When he was a child, his waiter father told him a good pair of shoes would make him better able to do his work properly. (An author chooses his title carefully. Heed it.) By the way, the daughter who is quirky and difficult herself, occasionally wears a pair of red high heels throughout the trip. And she will take him to an Italian shoemaker where she lives who spends several hours properly fitting him for said shoes.
Now Fredrik is free to visit Agnes who is running a home for foster girls. Agnes is living a life of purpose. She has one arm, which has turned out to be noncancerous after all. She tells him:
I used to be a swimmer....I could have become a champion. I can say, without bitterness that my strong point was not my legs, but the strength I had in my arms.
Italian Shoes is a novel of movement and stasis. Life is movement and stillness but it demands both to be properly lived. The novel hints that Agnes and Fredrik will become friends, maybe lovers. After all, they are a necessary line to each other's life.
The last few sentences of The Forest:
Standing alone out there on the pier, I started to cry. Every single door inside me was swinging back and forth in the wind, which seemed to be getting stronger every time.
THE SEA
Come on - you knew this was coming. Fredrik shoots his ailing dog. The cat disappears.
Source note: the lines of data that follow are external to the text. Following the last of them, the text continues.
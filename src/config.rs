//! Registry configuration: target contract, required network and logging.

use std::fs;
use std::path::Path;
use std::time::Duration;

use serde::{Deserialize, Serialize};
use serde_json::json;

use crate::error::ConfigError;
use crate::logging::LogConfig;
use crate::types::{Address, ChainId, TxHash};

/// Address of the deployed registry on Sepolia.
pub const DEFAULT_CONTRACT_ADDRESS: &str = "0xA2DD8Fe6933120bF47B2130A46010519C1ef5460";

fn default_poll_interval_ms() -> u64 { 4_000 }

#[derive(Debug, Clone, PartialEq, Eq, Serialize, Deserialize)]
pub struct NativeCurrency {
    pub name: String,
    pub symbol: String,
    pub decimals: u8,
}

/// Everything a wallet needs to register the required chain.
#[derive(Debug, Clone, PartialEq, Eq, Serialize, Deserialize)]
pub struct NetworkDescriptor {
    pub chain_id: ChainId,
    pub chain_name: String,
    pub rpc_urls: Vec<String>,
    pub block_explorer_urls: Vec<String>,
    pub native_currency: NativeCurrency,
}

impl NetworkDescriptor {
    pub fn sepolia() -> Self {
        Self {
            chain_id: ChainId(11_155_111),
            chain_name: "Sepolia".to_string(),
            rpc_urls: vec!["https://sepolia.infura.io/v3/".to_string()],
            block_explorer_urls: vec!["https://sepolia.etherscan.io".to_string()],
            native_currency: NativeCurrency {
                name: "Sepolia Ether".to_string(),
                symbol: "SEP".to_string(),
                decimals: 18,
            },
        }
    }

    pub fn chain_id_hex(&self) -> String { self.chain_id.to_hex_quantity() }

    /// Parameters for `wallet_addEthereumChain` (EIP-3085).
    pub fn to_add_chain_params(&self) -> serde_json::Value {
        json!({
            "chainId": self.chain_id_hex(),
            "chainName": self.chain_name,
            "nativeCurrency": {
                "name": self.native_currency.name,
                "symbol": self.native_currency.symbol,
                "decimals": self.native_currency.decimals,
            },
            "rpcUrls": self.rpc_urls,
            "blockExplorerUrls": self.block_explorer_urls,
        })
    }

    /// Explorer page for a transaction, if the network has an explorer.
    pub fn explorer_tx_url(&self, tx: &TxHash) -> Option<String> {
        self.block_explorer_urls
            .first()
            .map(|base| format!("{}/tx/{}", base.trim_end_matches('/'), tx))
    }
}

impl Default for NetworkDescriptor {
    fn default() -> Self { Self::sepolia() }
}

#[derive(Debug, Clone, PartialEq, Serialize, Deserialize)]
pub struct RegistryConfig {
    pub contract_address: Address,
    #[serde(default = "default_poll_interval_ms")]
    pub receipt_poll_interval_ms: u64,
    #[serde(default)]
    pub network: NetworkDescriptor,
    #[serde(default)]
    pub log: LogConfig,
}

impl Default for RegistryConfig {
    fn default() -> Self {
        Self {
            contract_address: DEFAULT_CONTRACT_ADDRESS
                .parse()
                .unwrap_or(Address::ZERO),
            receipt_poll_interval_ms: default_poll_interval_ms(),
            network: NetworkDescriptor::default(),
            log: LogConfig::default(),
        }
    }
}

impl RegistryConfig {
    /// Loads the configuration from `path`. A missing file yields the
    /// default configuration; a malformed one is an error.
    pub fn load(path: impl AsRef<Path>) -> Result<Self, ConfigError> {
        let path = path.as_ref();
        if !path.exists() {
            tracing::debug!(path = %path.display(), "no config file, using defaults");
            return Ok(Self::default());
        }
        let contents = fs::read_to_string(path)?;
        Self::from_toml_str(&contents)
    }

    pub fn from_toml_str(contents: &str) -> Result<Self, ConfigError> {
        let config: Self = toml::from_str(contents)?;
        config.validate()?;
        Ok(config)
    }

    pub fn to_toml_string(&self) -> Result<String, ConfigError> {
        toml::to_string(self).map_err(|e| ConfigError::Invalid(e.to_string()))
    }

    /// Saves the configuration to `path`, creating parent directories.
    pub fn save(&self, path: impl AsRef<Path>) -> Result<(), ConfigError> {
        let path = path.as_ref();
        if let Some(parent) = path.parent() {
            fs::create_dir_all(parent)?;
        }
        fs::write(path, self.to_toml_string()?)?;
        Ok(())
    }

    pub fn receipt_poll_interval(&self) -> Duration {
        Duration::from_millis(self.receipt_poll_interval_ms)
    }

    fn validate(&self) -> Result<(), ConfigError> {
        if self.contract_address == Address::ZERO {
            return Err(ConfigError::Invalid("contract_address must not be zero".into()));
        }
        if self.network.rpc_urls.is_empty() {
            return Err(ConfigError::Invalid("network.rpc_urls must not be empty".into()));
        }
        Ok(())
    }
}

#[cfg(test)]
mod tests {
    use super::*;

    #[test]
    fn test_default_targets_sepolia() {
        let config = RegistryConfig::default();
        assert_eq!(config.network.chain_id, ChainId(11_155_111));
        assert_eq!(config.network.chain_id_hex(), "0xaa36a7");
        assert_eq!(
            config.contract_address.to_string().to_lowercase(),
            DEFAULT_CONTRACT_ADDRESS.to_lowercase()
        );
        assert_eq!(config.receipt_poll_interval(), Duration::from_secs(4));
    }

    #[test]
    fn test_add_chain_params_shape() {
        let params = NetworkDescriptor::sepolia().to_add_chain_params();
        assert_eq!(params["chainId"], "0xaa36a7");
        assert_eq!(params["chainName"], "Sepolia");
        assert_eq!(params["nativeCurrency"]["symbol"], "SEP");
        assert_eq!(params["nativeCurrency"]["decimals"], 18);
        assert_eq!(params["blockExplorerUrls"][0], "https://sepolia.etherscan.io");
    }

    #[test]
    fn test_explorer_tx_url() {
        let tx = TxHash::from([0x11u8; 32]);
        let url = NetworkDescriptor::sepolia().explorer_tx_url(&tx).unwrap();
        assert_eq!(url, format!("https://sepolia.etherscan.io/tx/{tx}"));
    }

    #[test]
    fn test_partial_toml_uses_defaults() {
        let config = RegistryConfig::from_toml_str(
            "contract_address = \"0x00000000000000000000000000000000000000aa\"\n",
        )
        .unwrap();
        assert_eq!(config.network, NetworkDescriptor::sepolia());
        assert_eq!(config.log.level, "info");
    }

    #[test]
    fn test_malformed_toml_is_rejected() {
        let err = RegistryConfig::from_toml_str("contract_address = 12").unwrap_err();
        assert!(matches!(err, ConfigError::Parse(_)));
    }

    #[test]
    fn test_zero_address_is_rejected() {
        let err = RegistryConfig::from_toml_str(
            "contract_address = \"0x0000000000000000000000000000000000000000\"\n",
        )
        .unwrap_err();
        assert!(matches!(err, ConfigError::Invalid(_)));
    }

    #[test]
    fn test_config_save_and_load() {
        let dir = tempfile::tempdir().unwrap();
        let path = dir.path().join("nested").join("registry.toml");

        let mut config = RegistryConfig::default();
        config.receipt_poll_interval_ms = 250;
        config.log.level = "debug".to_string();
        config.save(&path).unwrap();

        let loaded = RegistryConfig::load(&path).unwrap();
        assert_eq!(loaded, config);
    }

    #[test]
    fn test_missing_file_yields_default() {
        let dir = tempfile::tempdir().unwrap();
        let loaded = RegistryConfig::load(dir.path().join("absent.toml")).unwrap();
        assert_eq!(loaded, RegistryConfig::default());
    }
}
And one of the foster girls visits the island and commits suicide. His old life is falling away. (I apologize to my readers to give just one sad line to the life of this girl - but this review cannot take on all that goes on in the novel. Her story alone would make a fine novella.) I offer here my tears to this girl and all like her. (This is truly a Scandanavian novel!)
The beginning of April - Louise and Harriet (now close to death) visit the island. There is a happy celebration with Jansson and the nearby town's doctor, wife and grandaughter. In the midst of the joy of gathering, Louise talks about her boxing which she has undertaken because "people must fight for what is right in this life." (Yes, it is an exhausting novel, but it is a good exhaustion. I slept soundly after I finished it.) Even Harriet now near the end enjoys the gathering. The travel is ending as these people move onto the sea -- and finally home - a hint of the Odyssey. And Harriet dies.
WINTER SOLSTICE
Fredrik takes on a spaniel he rescued while on his forest journey, and Agnes visits the island. She will bring her girls here, as she has lost the lease on her home. His daughter also visits. When his daughter leaves:
Now it was only the dog and me. My friend Carra (He never named the prior dog or called him a friend!). It's going to be just as quiet here as it always is for the time being. Then we shall build a new house. And girls will play music far too loudly, they'll be shouting and sometimes they will hate the island. But they're coming here....A bunch of wild horses is on its way here.
The denoument and a particularly beautiful passage. Simple, elegant, spare - like a winter's day. And what moves freely as wild horses! Fredrik is in the midst of his Bergmanian redemption.
The shoes arrive from the old shoemaker -- a pair of black shoes with a hint of violet.
******
This is a splendid book. I usually prefer a woman as protagonist and/or writer. But here, Mankell has given us a man, flawed but capable of great courage. I am always willing to smooth a woman's flaws in novels - here I can forgive a man's. Fredrik is a man's man. (Impolitic but it's how I feel.) Plus I love the structure as it relates to the old tales. Read it. It cleanses.
Well, dear reader, it is now almost 6 am. I started writing this at about 4 am and had to reread some passages because I hadn't read it for a few weeks. My gs seem to be stuck on this new keyboard - but I am off to my tempurpedic (in the spirit of Sweden) and will edit when I awaken from my slumber. I love this book and have become quite fond of Fredrik.